** Opening Provided data block **

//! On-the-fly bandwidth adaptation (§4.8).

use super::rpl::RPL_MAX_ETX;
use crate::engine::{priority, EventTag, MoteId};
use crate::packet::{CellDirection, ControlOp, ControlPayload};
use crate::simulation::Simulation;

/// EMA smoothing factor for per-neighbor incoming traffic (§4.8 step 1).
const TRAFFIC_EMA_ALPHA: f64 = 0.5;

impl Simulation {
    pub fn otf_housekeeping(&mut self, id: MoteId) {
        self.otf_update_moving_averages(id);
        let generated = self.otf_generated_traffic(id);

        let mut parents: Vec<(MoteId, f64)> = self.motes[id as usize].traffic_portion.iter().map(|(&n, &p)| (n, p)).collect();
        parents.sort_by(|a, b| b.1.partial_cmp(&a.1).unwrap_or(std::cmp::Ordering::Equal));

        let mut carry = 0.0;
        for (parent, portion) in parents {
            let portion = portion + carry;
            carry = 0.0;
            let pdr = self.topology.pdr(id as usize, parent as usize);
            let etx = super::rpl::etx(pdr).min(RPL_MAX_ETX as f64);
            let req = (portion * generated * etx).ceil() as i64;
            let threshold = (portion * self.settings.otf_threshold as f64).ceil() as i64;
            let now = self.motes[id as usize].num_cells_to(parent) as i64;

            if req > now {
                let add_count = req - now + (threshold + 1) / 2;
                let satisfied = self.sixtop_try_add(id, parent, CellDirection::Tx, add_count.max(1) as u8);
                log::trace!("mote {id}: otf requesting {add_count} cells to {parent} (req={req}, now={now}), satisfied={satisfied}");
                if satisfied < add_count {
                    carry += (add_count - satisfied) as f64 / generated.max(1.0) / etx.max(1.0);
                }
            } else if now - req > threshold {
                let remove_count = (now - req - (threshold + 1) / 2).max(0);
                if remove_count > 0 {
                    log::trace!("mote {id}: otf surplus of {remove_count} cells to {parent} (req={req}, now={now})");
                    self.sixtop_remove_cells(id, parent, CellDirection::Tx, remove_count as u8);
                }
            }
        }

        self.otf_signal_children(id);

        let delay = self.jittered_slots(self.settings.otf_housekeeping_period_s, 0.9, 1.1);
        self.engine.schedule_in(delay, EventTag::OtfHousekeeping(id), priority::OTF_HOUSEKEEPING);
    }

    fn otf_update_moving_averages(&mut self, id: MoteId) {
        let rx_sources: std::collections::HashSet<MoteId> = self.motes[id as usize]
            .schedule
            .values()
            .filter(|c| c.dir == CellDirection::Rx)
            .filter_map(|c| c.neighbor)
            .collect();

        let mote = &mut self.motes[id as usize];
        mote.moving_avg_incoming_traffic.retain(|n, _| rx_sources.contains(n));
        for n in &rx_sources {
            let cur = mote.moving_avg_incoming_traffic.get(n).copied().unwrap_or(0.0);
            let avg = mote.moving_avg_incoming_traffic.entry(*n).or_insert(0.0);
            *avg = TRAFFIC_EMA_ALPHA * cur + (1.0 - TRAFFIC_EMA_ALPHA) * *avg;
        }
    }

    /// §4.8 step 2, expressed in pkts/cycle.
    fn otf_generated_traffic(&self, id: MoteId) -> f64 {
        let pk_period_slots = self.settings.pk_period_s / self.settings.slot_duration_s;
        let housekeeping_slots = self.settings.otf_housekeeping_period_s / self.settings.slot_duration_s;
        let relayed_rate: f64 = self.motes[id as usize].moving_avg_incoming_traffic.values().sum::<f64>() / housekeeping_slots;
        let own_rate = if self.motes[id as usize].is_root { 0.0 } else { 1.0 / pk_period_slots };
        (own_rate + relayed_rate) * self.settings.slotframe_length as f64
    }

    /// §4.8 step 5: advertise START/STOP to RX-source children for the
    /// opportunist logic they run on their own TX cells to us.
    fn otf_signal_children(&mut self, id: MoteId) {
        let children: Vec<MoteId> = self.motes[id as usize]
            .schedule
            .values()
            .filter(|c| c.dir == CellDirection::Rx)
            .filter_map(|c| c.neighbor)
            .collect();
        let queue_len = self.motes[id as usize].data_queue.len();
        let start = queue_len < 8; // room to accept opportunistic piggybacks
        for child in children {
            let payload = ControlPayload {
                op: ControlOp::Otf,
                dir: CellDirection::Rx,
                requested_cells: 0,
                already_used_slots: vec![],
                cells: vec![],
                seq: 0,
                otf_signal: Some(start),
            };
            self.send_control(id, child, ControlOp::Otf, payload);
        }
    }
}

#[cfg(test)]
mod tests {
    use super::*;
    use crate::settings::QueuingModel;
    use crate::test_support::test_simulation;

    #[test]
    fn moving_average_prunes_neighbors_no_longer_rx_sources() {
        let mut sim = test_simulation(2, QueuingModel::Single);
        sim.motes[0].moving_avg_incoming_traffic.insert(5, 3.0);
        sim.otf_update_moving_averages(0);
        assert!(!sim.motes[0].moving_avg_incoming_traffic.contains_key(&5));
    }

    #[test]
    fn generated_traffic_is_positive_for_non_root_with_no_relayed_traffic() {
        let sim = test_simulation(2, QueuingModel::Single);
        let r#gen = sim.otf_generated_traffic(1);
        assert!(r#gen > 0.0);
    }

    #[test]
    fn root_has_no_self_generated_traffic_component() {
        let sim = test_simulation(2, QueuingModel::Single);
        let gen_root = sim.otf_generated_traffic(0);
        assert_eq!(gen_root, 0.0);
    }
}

** Closing Provided data block **
** Opening Provided data block **

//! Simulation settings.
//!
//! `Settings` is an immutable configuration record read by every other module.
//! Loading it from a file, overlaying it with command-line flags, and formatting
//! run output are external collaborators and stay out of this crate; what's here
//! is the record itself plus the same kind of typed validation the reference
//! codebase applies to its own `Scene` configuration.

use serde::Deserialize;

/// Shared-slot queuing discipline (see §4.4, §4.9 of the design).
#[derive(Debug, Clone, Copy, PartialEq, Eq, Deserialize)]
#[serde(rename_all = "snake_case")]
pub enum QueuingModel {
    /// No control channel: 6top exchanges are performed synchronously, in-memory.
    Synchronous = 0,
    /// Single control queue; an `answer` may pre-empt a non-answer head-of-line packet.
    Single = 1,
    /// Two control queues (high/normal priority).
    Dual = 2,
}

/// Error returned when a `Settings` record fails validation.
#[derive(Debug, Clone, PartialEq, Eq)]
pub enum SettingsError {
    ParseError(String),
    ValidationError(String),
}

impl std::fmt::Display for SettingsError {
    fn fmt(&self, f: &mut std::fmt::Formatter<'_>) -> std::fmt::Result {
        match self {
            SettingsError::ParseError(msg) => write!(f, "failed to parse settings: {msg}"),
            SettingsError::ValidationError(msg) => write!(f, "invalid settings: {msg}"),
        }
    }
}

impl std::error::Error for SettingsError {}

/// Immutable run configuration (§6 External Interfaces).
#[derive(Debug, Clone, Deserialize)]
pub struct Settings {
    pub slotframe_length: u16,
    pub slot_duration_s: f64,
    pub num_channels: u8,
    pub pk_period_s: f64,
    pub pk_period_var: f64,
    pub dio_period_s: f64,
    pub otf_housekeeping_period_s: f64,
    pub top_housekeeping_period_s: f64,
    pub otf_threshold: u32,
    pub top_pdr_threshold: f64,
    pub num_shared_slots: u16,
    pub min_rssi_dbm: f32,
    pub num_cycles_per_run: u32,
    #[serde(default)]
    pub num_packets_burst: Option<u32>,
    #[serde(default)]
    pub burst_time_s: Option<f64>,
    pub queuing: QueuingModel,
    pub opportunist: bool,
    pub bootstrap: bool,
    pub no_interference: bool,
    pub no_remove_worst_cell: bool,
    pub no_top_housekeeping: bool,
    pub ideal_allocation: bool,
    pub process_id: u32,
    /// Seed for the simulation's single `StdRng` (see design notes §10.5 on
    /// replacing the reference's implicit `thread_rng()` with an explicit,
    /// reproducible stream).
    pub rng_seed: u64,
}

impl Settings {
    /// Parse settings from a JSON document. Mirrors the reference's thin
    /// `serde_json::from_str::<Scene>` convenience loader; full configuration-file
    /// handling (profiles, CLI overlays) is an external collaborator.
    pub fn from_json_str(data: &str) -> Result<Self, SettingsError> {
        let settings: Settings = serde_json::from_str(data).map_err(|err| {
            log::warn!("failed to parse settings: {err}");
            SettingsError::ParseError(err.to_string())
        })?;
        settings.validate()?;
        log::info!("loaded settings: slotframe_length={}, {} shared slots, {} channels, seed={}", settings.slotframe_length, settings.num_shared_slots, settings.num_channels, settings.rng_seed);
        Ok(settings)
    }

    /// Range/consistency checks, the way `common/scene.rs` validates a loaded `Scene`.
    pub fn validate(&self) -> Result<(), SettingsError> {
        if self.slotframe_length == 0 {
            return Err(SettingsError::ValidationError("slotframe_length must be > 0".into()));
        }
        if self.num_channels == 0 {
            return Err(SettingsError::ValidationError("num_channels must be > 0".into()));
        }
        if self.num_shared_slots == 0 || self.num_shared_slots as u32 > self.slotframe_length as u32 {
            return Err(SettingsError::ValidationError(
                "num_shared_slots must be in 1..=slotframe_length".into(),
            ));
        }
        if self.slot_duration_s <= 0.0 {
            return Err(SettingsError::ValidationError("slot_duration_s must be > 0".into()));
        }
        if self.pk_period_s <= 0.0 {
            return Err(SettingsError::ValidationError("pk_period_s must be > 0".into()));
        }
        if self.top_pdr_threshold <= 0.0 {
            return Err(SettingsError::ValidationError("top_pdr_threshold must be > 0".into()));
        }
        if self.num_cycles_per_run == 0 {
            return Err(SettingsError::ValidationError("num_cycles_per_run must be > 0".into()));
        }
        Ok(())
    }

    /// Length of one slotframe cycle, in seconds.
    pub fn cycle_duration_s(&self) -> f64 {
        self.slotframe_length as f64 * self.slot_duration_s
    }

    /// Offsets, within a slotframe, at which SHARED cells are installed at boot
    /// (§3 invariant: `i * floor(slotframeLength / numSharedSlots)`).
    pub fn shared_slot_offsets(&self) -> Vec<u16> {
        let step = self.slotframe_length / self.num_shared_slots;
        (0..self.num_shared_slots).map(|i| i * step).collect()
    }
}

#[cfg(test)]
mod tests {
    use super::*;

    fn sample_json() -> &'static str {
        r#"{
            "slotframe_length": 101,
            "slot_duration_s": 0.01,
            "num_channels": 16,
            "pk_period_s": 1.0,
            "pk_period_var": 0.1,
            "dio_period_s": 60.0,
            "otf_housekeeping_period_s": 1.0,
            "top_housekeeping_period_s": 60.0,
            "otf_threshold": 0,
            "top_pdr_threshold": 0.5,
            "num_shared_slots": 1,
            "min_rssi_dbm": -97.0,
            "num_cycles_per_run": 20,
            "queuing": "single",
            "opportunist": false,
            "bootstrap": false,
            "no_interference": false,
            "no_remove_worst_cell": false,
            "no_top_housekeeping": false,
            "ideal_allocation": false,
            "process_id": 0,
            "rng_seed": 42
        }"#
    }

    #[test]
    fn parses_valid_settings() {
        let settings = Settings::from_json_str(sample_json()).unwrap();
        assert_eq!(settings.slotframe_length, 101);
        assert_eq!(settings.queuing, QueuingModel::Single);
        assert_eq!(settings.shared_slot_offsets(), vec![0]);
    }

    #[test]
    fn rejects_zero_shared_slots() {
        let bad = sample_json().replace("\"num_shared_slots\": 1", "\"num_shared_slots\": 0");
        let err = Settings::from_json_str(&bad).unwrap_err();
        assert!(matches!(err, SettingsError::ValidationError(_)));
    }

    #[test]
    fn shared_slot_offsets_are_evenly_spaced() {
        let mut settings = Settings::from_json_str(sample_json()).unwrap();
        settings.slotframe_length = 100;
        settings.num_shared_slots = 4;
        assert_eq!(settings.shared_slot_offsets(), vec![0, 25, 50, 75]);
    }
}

** Closing Provided data block **
** Opening Provided data block **

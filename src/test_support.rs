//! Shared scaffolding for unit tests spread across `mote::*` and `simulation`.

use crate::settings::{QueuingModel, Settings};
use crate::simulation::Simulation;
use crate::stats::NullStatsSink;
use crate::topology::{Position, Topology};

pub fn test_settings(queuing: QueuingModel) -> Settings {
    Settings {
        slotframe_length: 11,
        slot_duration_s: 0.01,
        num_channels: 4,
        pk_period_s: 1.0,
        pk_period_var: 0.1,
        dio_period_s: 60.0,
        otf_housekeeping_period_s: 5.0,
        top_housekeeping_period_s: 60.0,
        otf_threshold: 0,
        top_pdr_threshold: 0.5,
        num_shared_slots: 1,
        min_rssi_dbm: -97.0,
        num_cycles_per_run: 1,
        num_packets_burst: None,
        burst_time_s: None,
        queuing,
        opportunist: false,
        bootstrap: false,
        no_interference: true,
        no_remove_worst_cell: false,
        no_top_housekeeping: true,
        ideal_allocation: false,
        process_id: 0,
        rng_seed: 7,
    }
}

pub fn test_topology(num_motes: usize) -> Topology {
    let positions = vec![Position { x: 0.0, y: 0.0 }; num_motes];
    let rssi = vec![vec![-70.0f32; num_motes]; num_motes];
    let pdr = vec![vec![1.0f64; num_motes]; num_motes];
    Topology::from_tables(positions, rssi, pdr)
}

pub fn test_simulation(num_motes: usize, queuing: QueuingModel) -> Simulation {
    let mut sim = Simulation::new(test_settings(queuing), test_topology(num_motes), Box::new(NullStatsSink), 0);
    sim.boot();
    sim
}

** Closing Provided data block **

Task to complete
Scan the entries above for the string "PartialEq", and copy every line where it turns up.

Answer to this problem
#[derive(Debug, Clone, Copy, PartialEq, Eq, Deserialize)]
#[derive(Debug, Clone, PartialEq, Eq)]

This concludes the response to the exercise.